Segment Open

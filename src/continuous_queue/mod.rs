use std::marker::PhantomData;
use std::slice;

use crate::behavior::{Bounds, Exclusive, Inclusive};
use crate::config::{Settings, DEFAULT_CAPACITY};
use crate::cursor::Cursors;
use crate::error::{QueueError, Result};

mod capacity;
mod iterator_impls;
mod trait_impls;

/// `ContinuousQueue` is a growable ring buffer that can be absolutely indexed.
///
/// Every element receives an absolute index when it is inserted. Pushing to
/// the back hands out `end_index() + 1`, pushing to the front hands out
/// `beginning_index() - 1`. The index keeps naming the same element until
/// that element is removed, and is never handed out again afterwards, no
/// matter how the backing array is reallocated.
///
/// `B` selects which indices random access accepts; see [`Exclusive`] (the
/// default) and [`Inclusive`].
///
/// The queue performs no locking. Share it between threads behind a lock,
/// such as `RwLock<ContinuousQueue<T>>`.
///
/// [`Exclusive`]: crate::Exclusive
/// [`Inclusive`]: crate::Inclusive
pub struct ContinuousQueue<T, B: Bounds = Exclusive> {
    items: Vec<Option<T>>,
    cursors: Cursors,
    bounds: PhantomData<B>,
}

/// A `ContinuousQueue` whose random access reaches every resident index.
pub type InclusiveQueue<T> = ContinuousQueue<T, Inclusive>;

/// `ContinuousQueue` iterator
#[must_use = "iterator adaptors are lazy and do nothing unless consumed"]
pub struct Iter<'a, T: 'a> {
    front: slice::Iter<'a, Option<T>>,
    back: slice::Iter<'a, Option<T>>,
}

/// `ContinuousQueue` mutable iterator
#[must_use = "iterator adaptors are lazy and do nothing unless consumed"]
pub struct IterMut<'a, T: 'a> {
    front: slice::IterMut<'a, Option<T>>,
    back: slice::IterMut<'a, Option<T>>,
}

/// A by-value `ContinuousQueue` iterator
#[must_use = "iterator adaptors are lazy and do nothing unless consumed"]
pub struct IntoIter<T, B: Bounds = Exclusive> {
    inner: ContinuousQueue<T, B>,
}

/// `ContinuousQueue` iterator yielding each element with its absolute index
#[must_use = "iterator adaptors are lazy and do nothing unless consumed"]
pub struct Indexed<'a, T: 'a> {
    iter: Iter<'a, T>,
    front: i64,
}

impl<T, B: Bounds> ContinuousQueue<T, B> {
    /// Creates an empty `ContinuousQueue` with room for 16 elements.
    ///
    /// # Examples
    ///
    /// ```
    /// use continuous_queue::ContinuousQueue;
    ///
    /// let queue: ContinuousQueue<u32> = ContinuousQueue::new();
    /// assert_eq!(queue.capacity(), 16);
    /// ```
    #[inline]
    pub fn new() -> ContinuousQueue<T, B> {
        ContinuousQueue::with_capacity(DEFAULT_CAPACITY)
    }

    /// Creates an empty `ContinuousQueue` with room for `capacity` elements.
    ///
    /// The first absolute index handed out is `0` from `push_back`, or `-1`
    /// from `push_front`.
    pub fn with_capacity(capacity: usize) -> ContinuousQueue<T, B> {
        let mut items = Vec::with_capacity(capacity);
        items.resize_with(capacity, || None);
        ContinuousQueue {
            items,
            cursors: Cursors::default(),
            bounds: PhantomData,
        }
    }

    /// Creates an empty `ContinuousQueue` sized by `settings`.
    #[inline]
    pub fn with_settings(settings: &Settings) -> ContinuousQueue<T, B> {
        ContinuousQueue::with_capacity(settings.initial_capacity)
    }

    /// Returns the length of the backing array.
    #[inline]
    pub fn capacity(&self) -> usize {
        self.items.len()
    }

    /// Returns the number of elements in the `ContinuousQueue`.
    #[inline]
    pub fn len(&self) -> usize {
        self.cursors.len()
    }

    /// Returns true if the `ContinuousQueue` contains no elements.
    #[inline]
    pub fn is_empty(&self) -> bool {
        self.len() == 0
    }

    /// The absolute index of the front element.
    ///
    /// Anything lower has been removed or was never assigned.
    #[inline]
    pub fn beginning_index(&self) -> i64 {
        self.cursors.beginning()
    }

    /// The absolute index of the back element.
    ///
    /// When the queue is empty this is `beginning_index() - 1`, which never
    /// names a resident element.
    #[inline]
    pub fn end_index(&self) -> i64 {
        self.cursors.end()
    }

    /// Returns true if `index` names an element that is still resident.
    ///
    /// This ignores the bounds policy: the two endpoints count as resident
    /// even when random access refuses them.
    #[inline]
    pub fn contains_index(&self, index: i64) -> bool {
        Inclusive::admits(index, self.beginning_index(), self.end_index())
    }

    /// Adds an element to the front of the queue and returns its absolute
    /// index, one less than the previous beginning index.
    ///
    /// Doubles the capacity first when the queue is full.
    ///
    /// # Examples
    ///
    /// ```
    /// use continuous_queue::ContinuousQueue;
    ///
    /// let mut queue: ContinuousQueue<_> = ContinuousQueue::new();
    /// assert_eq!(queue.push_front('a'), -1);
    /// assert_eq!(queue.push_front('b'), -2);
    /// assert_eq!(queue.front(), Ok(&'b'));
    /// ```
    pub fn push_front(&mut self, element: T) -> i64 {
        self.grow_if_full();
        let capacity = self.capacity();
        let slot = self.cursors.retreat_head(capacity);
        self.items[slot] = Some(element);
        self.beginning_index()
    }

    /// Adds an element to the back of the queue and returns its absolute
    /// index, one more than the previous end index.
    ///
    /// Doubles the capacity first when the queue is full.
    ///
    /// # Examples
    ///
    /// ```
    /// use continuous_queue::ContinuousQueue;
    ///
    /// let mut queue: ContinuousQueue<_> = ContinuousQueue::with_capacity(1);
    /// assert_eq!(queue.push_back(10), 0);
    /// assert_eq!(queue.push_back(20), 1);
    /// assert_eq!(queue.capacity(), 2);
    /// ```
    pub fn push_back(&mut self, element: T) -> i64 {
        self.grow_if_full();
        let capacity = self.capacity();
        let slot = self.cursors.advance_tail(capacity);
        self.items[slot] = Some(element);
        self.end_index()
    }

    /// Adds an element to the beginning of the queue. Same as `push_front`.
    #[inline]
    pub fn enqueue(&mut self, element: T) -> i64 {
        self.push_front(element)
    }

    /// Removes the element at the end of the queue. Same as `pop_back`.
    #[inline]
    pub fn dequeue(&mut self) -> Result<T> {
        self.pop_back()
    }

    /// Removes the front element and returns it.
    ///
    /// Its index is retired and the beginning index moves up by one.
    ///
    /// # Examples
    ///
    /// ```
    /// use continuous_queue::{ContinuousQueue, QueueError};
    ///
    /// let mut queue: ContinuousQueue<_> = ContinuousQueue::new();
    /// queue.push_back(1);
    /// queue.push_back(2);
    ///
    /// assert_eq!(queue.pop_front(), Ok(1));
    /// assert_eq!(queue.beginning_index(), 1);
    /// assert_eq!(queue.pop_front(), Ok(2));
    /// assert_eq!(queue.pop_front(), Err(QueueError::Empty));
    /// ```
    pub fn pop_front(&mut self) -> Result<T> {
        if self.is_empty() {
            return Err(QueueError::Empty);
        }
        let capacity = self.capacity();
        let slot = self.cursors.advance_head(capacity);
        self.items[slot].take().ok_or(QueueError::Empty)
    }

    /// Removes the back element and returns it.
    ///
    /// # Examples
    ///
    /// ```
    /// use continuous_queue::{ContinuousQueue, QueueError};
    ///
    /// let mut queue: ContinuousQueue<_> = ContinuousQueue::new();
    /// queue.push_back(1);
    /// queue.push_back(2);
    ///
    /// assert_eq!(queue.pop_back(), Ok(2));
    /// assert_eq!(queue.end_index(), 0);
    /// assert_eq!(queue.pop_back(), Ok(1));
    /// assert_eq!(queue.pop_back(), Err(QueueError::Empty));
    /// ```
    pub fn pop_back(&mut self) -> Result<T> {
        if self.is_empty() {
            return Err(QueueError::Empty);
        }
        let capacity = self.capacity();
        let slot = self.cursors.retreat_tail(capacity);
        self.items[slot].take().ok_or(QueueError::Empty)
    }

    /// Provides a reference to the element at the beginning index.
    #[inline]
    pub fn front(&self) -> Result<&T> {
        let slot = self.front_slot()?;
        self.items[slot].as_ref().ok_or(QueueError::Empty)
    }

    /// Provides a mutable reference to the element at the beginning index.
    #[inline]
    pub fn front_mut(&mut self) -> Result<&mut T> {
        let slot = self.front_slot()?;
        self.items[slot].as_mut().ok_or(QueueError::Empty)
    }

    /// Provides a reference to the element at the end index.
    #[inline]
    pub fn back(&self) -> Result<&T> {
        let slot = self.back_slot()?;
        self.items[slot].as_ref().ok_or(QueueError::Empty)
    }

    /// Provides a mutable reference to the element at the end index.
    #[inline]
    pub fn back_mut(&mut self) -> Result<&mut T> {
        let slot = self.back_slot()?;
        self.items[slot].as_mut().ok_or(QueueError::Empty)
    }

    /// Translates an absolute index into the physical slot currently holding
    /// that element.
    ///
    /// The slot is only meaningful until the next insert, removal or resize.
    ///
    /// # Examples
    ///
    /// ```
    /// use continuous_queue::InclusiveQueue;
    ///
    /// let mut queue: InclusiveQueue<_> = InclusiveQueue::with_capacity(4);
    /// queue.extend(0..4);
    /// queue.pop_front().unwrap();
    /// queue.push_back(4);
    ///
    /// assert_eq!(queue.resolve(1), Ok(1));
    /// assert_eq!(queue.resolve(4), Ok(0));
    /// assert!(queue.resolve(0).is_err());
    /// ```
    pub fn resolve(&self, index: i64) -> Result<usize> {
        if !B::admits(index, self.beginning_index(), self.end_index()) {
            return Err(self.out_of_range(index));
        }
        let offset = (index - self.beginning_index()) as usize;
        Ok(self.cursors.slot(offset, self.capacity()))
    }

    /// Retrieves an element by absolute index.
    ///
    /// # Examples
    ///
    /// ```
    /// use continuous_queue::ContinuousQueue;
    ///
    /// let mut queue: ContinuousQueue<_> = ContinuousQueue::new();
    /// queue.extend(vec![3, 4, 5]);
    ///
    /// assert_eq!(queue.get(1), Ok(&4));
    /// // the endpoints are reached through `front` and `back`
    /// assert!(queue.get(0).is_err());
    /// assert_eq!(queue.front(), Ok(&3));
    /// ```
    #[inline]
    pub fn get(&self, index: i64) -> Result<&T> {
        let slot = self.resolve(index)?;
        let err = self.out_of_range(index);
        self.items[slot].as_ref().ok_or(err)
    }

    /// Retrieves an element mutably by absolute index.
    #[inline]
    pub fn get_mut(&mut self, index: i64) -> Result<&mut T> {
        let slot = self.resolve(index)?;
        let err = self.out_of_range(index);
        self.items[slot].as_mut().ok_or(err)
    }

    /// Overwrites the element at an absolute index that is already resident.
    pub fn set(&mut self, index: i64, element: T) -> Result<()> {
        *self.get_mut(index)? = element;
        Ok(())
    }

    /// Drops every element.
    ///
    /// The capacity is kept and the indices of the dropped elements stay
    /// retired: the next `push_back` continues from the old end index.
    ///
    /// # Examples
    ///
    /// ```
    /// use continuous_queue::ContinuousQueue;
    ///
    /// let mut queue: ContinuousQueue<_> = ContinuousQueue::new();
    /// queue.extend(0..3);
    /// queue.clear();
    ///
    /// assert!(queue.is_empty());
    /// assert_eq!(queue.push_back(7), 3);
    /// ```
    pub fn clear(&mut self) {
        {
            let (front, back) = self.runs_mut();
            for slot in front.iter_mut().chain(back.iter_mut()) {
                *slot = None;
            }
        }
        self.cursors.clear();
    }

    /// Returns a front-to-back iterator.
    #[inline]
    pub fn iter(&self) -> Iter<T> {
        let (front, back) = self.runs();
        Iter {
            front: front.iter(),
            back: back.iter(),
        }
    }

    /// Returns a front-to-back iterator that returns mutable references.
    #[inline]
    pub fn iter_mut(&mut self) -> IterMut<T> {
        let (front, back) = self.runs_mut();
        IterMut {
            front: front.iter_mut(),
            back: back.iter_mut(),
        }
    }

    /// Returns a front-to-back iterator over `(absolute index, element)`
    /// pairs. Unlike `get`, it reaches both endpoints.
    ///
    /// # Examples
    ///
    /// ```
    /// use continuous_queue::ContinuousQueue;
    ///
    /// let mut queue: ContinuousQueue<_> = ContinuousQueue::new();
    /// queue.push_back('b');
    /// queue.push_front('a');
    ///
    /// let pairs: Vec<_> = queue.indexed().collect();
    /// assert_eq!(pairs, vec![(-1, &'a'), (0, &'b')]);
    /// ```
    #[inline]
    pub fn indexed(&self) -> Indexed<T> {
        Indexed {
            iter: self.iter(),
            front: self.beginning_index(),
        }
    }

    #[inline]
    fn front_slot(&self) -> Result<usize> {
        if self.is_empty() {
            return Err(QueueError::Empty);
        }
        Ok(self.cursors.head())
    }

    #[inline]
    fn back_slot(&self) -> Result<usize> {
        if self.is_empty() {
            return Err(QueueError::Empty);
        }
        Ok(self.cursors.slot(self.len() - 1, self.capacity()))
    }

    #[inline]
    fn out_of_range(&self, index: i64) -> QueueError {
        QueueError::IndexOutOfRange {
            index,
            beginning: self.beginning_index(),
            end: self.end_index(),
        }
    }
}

Segment Closed

» **WORK REQUEST**:
Return each line among the entries that holds the word "indices".

» **ANSWER FOR THIS EXERCISE**:
/// `B` selects which indices random access accepts; see [`Exclusive`] (the
    /// The capacity is kept and the indices of the dropped elements stay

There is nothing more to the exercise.